WHAT TO PRODUCE:
The entries below contain a line with "pub fn toggle_mute(&mut" and a line with "Source assigned to the visible element.". Quote exactly those two lines and all lines between them.

─── RECORDS PROVIDED

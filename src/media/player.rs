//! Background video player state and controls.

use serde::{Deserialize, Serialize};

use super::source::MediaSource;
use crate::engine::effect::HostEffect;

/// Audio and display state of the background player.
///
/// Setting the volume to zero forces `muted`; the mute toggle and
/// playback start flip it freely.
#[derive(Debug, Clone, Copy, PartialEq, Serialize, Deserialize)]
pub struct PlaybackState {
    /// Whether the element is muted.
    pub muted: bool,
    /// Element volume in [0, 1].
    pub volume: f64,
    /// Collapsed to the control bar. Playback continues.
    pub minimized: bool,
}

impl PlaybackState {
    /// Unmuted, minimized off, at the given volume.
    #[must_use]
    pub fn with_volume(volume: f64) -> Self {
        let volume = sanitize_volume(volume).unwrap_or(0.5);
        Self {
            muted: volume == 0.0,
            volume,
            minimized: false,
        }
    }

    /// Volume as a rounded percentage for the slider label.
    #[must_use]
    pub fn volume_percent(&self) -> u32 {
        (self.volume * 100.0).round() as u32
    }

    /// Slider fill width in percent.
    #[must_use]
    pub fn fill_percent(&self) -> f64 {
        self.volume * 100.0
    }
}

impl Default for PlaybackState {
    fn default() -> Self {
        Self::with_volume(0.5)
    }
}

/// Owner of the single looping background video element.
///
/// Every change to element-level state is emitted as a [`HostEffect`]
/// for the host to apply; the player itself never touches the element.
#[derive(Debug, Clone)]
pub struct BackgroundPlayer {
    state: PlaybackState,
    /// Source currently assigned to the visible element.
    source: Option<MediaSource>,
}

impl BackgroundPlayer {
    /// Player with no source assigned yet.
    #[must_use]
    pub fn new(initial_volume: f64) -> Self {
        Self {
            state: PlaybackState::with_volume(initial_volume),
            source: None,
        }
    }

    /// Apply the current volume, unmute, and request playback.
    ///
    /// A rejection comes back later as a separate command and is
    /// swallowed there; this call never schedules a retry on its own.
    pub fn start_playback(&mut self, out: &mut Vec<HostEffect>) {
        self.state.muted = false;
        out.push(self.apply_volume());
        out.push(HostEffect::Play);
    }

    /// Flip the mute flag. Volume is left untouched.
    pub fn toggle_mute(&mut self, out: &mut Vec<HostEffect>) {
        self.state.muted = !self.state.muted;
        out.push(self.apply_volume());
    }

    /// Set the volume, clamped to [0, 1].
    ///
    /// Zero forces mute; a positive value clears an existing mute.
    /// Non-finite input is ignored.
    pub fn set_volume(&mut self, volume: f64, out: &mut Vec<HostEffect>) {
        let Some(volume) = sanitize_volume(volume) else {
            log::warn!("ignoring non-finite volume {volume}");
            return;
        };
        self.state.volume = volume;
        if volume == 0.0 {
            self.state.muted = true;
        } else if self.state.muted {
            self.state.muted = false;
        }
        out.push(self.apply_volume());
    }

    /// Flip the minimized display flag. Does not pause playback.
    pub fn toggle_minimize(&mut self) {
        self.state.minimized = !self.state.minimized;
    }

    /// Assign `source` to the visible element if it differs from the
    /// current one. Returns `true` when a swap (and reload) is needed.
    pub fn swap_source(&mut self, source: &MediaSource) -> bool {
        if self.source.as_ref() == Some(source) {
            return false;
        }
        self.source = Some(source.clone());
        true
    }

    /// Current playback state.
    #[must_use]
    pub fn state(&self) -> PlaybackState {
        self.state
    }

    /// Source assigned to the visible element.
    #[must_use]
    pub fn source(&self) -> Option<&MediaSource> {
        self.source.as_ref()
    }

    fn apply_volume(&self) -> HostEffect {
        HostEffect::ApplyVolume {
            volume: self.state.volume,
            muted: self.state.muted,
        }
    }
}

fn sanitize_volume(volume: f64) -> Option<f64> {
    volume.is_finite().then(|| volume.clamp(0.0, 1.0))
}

──────
─── RECORDS PROVIDED

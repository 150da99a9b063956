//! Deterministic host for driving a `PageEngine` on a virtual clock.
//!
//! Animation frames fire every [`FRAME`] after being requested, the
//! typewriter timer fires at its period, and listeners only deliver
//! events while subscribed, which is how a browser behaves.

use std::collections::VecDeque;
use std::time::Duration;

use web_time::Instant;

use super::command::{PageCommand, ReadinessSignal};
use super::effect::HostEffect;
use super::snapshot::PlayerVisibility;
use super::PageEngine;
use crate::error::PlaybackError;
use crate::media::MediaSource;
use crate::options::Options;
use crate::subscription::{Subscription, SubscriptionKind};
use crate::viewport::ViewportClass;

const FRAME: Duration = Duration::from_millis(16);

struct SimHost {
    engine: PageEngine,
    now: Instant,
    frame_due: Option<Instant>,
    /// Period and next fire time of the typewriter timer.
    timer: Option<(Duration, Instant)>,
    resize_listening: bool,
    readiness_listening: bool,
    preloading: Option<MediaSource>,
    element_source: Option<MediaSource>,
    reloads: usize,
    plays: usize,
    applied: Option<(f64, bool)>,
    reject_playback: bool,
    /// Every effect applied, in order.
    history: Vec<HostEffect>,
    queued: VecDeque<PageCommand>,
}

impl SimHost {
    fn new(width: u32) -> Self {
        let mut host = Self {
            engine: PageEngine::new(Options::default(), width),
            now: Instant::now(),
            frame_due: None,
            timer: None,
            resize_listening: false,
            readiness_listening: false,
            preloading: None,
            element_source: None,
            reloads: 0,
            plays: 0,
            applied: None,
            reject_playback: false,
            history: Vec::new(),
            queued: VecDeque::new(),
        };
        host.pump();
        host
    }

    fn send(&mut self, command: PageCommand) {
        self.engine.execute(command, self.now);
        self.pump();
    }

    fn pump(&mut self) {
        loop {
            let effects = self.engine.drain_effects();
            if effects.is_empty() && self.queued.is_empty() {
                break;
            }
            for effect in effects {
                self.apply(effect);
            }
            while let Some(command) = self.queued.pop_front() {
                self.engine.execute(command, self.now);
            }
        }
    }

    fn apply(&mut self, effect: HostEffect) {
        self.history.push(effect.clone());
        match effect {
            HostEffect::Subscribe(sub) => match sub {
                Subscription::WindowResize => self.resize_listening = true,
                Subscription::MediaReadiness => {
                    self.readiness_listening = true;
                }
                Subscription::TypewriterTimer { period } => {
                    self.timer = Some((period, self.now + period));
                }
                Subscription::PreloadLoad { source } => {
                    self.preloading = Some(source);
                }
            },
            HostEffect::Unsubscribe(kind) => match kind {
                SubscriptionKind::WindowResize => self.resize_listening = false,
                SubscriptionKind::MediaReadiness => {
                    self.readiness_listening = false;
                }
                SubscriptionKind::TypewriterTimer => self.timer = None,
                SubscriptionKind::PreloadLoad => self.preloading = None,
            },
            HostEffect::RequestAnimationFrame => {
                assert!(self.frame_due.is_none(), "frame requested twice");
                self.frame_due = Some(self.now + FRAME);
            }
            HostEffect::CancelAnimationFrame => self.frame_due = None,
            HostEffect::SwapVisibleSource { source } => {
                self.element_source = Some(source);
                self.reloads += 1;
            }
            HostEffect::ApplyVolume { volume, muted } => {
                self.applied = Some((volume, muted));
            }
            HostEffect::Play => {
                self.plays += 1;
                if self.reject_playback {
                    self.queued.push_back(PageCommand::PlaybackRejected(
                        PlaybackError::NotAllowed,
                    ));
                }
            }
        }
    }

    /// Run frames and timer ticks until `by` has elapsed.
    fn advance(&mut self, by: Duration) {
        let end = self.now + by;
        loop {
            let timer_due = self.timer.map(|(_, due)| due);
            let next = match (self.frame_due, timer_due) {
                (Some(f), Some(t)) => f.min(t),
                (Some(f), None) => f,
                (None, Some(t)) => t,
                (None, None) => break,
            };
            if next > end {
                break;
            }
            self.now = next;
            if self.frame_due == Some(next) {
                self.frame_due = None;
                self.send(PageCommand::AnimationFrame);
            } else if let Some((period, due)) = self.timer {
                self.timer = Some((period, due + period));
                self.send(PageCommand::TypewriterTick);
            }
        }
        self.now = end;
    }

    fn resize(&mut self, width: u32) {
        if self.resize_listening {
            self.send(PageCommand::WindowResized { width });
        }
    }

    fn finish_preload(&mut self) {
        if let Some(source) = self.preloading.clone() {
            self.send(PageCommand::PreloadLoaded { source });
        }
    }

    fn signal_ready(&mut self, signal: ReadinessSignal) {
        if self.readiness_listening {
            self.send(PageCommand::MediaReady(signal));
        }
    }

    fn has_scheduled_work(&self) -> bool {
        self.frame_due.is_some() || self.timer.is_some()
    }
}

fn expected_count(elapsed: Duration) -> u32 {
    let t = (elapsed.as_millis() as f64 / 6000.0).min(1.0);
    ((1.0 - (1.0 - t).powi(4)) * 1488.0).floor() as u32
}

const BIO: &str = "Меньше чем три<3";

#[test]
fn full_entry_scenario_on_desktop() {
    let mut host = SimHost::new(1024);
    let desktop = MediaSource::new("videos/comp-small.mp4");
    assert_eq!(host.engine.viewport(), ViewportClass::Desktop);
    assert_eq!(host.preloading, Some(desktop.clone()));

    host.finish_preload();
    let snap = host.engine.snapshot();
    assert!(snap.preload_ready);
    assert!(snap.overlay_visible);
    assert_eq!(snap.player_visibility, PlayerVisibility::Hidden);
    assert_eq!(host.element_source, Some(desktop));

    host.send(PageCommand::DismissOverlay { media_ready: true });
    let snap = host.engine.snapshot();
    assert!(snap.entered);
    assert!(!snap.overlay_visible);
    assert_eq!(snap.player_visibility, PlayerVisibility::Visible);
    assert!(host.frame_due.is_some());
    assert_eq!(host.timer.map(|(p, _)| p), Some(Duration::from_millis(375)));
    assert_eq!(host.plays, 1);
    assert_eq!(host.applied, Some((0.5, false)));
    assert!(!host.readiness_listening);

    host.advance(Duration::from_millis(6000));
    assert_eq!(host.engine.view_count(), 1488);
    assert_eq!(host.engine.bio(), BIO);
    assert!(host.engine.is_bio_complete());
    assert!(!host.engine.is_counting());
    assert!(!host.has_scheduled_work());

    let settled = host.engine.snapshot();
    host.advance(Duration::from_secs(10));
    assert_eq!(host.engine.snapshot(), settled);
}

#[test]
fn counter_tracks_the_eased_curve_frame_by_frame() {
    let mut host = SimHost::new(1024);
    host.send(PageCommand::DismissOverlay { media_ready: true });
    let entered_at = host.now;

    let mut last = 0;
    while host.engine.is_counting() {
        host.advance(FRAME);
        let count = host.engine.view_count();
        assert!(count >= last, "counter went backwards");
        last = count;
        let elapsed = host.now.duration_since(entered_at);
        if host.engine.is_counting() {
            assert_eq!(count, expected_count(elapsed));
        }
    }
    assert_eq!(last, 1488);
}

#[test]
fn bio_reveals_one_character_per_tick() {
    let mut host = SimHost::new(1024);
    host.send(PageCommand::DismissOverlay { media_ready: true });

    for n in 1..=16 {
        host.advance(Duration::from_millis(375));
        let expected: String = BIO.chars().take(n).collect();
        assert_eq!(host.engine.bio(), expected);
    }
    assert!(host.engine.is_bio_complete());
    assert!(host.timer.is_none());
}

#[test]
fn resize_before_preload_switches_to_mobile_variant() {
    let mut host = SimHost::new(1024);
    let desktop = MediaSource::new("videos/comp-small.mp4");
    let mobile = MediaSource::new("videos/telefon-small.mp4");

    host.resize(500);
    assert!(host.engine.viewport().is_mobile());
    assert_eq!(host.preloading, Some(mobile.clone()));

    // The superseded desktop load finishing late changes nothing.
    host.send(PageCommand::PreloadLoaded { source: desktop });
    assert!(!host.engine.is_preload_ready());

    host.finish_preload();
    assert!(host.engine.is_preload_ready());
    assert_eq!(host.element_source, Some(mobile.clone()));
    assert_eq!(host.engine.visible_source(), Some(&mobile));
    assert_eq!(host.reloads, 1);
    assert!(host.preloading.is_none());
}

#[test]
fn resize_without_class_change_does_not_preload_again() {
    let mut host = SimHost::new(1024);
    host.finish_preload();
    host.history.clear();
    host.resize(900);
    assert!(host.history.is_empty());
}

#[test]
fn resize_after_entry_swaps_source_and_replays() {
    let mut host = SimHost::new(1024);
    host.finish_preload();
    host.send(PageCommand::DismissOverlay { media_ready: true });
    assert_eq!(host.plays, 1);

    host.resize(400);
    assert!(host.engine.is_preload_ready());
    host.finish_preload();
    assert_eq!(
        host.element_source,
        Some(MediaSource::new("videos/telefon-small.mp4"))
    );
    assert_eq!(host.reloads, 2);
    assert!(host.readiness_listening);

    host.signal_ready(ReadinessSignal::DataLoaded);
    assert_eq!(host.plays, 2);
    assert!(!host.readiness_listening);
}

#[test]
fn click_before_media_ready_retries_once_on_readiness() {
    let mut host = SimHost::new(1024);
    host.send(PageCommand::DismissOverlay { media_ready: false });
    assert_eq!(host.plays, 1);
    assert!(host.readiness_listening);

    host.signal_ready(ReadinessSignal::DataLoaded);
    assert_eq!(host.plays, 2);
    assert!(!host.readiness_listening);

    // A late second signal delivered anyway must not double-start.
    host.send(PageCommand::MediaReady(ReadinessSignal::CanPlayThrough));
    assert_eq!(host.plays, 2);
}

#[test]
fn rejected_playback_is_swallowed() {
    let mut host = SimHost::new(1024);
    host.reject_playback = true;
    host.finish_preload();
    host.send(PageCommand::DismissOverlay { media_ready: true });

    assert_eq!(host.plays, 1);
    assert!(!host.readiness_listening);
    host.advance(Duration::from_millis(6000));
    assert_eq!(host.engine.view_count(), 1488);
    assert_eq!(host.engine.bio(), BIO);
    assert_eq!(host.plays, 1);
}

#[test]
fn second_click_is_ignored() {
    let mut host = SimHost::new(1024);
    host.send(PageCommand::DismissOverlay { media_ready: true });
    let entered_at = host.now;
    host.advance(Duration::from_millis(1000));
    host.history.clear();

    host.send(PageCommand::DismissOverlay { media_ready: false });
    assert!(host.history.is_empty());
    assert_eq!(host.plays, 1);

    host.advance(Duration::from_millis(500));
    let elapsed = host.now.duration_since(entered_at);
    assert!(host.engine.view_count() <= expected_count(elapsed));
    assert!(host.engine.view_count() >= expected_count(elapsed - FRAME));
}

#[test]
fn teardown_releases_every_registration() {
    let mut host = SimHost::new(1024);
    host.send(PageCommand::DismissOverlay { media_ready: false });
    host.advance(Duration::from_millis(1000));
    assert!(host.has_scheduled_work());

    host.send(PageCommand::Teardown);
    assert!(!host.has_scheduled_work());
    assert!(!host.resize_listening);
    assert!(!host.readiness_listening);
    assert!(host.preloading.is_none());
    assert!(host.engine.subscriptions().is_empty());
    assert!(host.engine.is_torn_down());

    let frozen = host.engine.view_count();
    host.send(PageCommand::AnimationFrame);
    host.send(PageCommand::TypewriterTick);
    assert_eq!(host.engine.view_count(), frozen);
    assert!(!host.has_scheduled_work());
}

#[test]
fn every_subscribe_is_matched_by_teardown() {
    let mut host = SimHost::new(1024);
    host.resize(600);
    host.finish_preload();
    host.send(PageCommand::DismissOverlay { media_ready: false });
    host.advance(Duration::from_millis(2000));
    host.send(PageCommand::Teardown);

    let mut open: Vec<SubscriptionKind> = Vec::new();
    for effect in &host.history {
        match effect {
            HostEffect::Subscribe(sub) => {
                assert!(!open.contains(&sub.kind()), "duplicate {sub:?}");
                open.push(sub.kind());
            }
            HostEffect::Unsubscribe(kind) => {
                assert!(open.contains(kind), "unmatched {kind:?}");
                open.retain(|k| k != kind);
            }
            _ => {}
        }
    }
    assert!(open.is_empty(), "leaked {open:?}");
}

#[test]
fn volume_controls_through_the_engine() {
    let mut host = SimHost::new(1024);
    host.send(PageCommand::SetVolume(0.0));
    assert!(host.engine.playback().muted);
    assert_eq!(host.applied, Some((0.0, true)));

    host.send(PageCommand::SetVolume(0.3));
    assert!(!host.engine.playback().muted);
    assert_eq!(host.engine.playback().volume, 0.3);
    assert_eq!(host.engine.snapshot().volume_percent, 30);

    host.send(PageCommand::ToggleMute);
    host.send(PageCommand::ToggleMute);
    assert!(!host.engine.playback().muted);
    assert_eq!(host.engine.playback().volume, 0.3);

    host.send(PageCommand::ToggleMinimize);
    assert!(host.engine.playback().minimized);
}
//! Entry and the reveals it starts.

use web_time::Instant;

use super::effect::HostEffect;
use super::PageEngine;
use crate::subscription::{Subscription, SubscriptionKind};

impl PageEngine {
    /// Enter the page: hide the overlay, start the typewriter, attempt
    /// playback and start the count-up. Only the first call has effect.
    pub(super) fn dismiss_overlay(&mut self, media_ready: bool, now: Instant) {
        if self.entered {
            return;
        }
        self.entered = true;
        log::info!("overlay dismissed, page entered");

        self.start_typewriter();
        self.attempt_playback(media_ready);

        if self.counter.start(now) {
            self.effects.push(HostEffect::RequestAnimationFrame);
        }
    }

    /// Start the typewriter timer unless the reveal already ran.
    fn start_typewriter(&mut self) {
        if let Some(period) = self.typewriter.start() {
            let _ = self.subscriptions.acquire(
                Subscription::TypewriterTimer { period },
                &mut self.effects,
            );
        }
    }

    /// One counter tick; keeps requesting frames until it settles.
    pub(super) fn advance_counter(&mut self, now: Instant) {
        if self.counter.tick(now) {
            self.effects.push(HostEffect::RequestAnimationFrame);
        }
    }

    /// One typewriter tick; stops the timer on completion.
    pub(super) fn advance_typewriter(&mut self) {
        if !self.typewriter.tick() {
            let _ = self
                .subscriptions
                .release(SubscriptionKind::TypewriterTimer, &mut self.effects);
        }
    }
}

──────
─── RECORDS PROVIDED

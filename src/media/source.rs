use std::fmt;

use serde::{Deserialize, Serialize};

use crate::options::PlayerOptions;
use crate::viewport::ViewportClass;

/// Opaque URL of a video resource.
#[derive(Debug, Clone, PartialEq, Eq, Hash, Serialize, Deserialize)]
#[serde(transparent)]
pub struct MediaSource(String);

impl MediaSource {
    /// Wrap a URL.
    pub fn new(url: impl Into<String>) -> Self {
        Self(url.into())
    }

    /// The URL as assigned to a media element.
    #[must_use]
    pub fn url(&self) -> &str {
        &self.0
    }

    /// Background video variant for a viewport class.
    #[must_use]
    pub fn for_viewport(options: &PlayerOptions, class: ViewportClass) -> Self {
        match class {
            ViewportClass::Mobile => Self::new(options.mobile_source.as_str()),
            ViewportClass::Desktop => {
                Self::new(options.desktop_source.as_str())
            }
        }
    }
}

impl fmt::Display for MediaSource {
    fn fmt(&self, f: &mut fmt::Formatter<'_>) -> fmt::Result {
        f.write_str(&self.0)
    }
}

──────

RESPONSE:
    pub fn toggle_mute(&mut self, out: &mut Vec<HostEffect>) {
        self.state.muted = !self.state.muted;
        out.push(self.apply_volume());
    }

    /// Set the volume, clamped to [0, 1].
    ///
    /// Zero forces mute; a positive value clears an existing mute.
    /// Non-finite input is ignored.
    pub fn set_volume(&mut self, volume: f64, out: &mut Vec<HostEffect>) {
        let Some(volume) = sanitize_volume(volume) else {
            log::warn!("ignoring non-finite volume {volume}");
            return;
        };
        self.state.volume = volume;
        if volume == 0.0 {
            self.state.muted = true;
        } else if self.state.muted {
            self.state.muted = false;
        }
        out.push(self.apply_volume());
    }

    /// Flip the minimized display flag. Does not pause playback.
    pub fn toggle_minimize(&mut self) {
        self.state.minimized = !self.state.minimized;
    }

    /// Assign `source` to the visible element if it differs from the
    /// current one. Returns `true` when a swap (and reload) is needed.
    pub fn swap_source(&mut self, source: &MediaSource) -> bool {
        if self.source.as_ref() == Some(source) {
            return false;
        }
        self.source = Some(source.clone());
        true
    }

    /// Current playback state.
    #[must_use]
    pub fn state(&self) -> PlaybackState {
        self.state
    }

    /// Source assigned to the visible element.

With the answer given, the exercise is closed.